Dataset entries:
_ _ _ _ _ _ _
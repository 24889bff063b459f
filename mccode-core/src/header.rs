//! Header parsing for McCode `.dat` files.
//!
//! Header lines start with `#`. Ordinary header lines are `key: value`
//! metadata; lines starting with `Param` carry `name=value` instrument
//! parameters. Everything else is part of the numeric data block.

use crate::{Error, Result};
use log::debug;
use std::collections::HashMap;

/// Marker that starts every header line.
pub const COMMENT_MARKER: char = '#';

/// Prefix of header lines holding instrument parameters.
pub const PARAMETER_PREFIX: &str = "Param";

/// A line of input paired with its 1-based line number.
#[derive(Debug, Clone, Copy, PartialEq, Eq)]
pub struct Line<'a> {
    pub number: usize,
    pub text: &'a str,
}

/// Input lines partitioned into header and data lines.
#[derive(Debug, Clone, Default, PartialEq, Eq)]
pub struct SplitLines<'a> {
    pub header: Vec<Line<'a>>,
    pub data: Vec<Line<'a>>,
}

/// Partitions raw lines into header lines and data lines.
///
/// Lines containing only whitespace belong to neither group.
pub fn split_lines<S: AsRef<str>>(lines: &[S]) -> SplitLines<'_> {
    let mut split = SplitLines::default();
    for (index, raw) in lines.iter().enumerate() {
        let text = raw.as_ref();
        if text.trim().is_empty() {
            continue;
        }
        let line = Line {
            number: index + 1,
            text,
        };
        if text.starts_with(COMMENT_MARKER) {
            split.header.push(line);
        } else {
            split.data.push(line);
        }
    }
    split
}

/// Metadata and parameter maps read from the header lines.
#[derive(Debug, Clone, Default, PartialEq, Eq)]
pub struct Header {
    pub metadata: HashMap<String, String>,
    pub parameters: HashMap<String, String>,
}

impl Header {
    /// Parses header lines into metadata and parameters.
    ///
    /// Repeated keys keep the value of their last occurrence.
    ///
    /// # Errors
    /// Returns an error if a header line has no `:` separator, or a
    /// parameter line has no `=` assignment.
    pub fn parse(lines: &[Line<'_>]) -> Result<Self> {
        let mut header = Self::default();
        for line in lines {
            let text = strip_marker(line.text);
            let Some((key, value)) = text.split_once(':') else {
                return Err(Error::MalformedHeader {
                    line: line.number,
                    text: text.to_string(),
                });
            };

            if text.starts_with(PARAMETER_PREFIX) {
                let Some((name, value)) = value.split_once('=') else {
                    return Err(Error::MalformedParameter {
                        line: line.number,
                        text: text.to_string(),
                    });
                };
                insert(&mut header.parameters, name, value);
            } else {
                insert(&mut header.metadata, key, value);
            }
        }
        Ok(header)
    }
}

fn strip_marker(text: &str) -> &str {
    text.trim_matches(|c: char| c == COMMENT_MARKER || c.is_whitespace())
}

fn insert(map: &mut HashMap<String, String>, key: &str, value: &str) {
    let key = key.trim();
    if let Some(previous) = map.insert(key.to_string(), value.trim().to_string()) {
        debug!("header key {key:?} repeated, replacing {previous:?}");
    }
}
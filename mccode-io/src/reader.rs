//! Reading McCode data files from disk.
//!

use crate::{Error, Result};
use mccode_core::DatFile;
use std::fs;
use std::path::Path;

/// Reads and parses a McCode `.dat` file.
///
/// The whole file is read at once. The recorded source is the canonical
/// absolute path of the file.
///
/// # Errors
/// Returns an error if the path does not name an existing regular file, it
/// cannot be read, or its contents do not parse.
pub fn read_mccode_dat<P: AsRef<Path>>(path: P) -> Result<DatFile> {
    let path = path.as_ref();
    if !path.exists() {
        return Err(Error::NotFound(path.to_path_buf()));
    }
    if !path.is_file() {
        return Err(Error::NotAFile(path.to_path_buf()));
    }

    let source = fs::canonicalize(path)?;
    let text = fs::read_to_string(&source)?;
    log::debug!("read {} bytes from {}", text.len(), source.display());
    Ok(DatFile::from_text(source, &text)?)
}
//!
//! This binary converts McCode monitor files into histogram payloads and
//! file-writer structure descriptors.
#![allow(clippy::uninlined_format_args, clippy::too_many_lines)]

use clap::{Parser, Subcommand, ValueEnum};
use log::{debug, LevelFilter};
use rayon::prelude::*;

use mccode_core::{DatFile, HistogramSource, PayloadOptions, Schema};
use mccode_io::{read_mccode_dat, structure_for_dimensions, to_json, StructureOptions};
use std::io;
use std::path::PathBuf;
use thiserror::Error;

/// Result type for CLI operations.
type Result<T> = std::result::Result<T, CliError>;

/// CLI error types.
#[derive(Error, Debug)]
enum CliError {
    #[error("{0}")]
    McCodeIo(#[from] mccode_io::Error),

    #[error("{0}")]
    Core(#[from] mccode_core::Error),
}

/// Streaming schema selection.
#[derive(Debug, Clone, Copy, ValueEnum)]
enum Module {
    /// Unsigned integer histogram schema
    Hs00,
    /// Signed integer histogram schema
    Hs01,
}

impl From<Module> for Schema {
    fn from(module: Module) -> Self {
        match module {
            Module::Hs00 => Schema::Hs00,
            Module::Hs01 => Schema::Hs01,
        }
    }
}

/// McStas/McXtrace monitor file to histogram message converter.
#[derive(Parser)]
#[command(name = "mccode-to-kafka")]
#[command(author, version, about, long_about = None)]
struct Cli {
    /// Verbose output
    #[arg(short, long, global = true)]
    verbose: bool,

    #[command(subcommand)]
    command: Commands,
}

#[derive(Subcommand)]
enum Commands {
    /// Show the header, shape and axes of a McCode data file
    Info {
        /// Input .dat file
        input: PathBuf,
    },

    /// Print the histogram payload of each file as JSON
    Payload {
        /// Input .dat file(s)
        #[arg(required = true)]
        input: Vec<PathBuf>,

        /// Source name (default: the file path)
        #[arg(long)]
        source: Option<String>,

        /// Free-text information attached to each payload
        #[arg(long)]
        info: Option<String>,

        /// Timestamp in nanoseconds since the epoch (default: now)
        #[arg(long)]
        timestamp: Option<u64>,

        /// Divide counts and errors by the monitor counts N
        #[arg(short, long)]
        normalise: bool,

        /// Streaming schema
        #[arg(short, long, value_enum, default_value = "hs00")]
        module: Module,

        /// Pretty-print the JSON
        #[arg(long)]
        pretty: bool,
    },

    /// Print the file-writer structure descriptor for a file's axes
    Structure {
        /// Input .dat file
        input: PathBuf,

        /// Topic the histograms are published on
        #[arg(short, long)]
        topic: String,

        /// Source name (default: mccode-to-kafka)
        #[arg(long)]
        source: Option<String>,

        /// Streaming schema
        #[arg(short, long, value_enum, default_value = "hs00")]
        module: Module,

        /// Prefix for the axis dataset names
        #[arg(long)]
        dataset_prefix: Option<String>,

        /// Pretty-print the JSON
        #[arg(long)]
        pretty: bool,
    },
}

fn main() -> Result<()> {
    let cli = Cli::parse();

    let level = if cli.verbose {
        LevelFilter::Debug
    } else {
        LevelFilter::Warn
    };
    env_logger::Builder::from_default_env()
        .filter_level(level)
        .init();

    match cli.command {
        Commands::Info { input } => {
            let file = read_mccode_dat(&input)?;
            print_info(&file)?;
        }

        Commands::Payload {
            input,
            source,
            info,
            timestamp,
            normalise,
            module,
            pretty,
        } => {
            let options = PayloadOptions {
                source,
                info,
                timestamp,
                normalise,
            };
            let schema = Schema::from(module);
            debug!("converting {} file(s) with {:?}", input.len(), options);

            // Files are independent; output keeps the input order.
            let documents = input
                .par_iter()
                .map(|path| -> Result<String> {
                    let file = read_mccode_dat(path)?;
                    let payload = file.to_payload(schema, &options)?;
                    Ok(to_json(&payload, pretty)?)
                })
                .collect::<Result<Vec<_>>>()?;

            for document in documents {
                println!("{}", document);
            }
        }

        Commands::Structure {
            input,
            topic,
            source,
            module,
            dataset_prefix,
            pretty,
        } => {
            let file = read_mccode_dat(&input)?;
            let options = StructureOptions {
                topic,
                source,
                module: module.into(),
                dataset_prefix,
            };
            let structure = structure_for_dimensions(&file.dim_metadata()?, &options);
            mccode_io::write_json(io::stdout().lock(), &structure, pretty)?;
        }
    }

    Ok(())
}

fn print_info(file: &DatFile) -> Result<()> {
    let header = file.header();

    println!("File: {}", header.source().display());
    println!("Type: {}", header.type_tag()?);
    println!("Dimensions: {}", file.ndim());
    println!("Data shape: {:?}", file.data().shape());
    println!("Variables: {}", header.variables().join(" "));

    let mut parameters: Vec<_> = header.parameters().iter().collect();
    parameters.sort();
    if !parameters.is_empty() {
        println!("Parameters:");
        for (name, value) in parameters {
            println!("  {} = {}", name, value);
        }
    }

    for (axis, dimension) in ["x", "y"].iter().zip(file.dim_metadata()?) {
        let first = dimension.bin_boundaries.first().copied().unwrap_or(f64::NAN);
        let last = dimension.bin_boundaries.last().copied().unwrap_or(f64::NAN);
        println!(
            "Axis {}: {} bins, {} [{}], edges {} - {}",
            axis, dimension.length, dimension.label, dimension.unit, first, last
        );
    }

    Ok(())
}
_ _ _ _ _ _ _
__Work item__:
In the answer, the lines from the first line of the data above through the line containing "to neither group." must appear exactly as written, with nothing else.

__Solution to this task__:
repository 24889bff063b459f
filename mccode-core/src/header.rs
//! Header parsing for McCode `.dat` files.
//!
//! Header lines start with `#`. Ordinary header lines are `key: value`
//! metadata; lines starting with `Param` carry `name=value` instrument
//! parameters. Everything else is part of the numeric data block.

use crate::{Error, Result};
use log::debug;
use std::collections::HashMap;

/// Marker that starts every header line.
pub const COMMENT_MARKER: char = '#';

/// Prefix of header lines holding instrument parameters.
pub const PARAMETER_PREFIX: &str = "Param";

/// A line of input paired with its 1-based line number.
#[derive(Debug, Clone, Copy, PartialEq, Eq)]
pub struct Line<'a> {
    pub number: usize,
    pub text: &'a str,
}

/// Input lines partitioned into header and data lines.
#[derive(Debug, Clone, Default, PartialEq, Eq)]
pub struct SplitLines<'a> {
    pub header: Vec<Line<'a>>,
    pub data: Vec<Line<'a>>,
}

/// Partitions raw lines into header lines and data lines.
///
/// Lines containing only whitespace belong to neither group.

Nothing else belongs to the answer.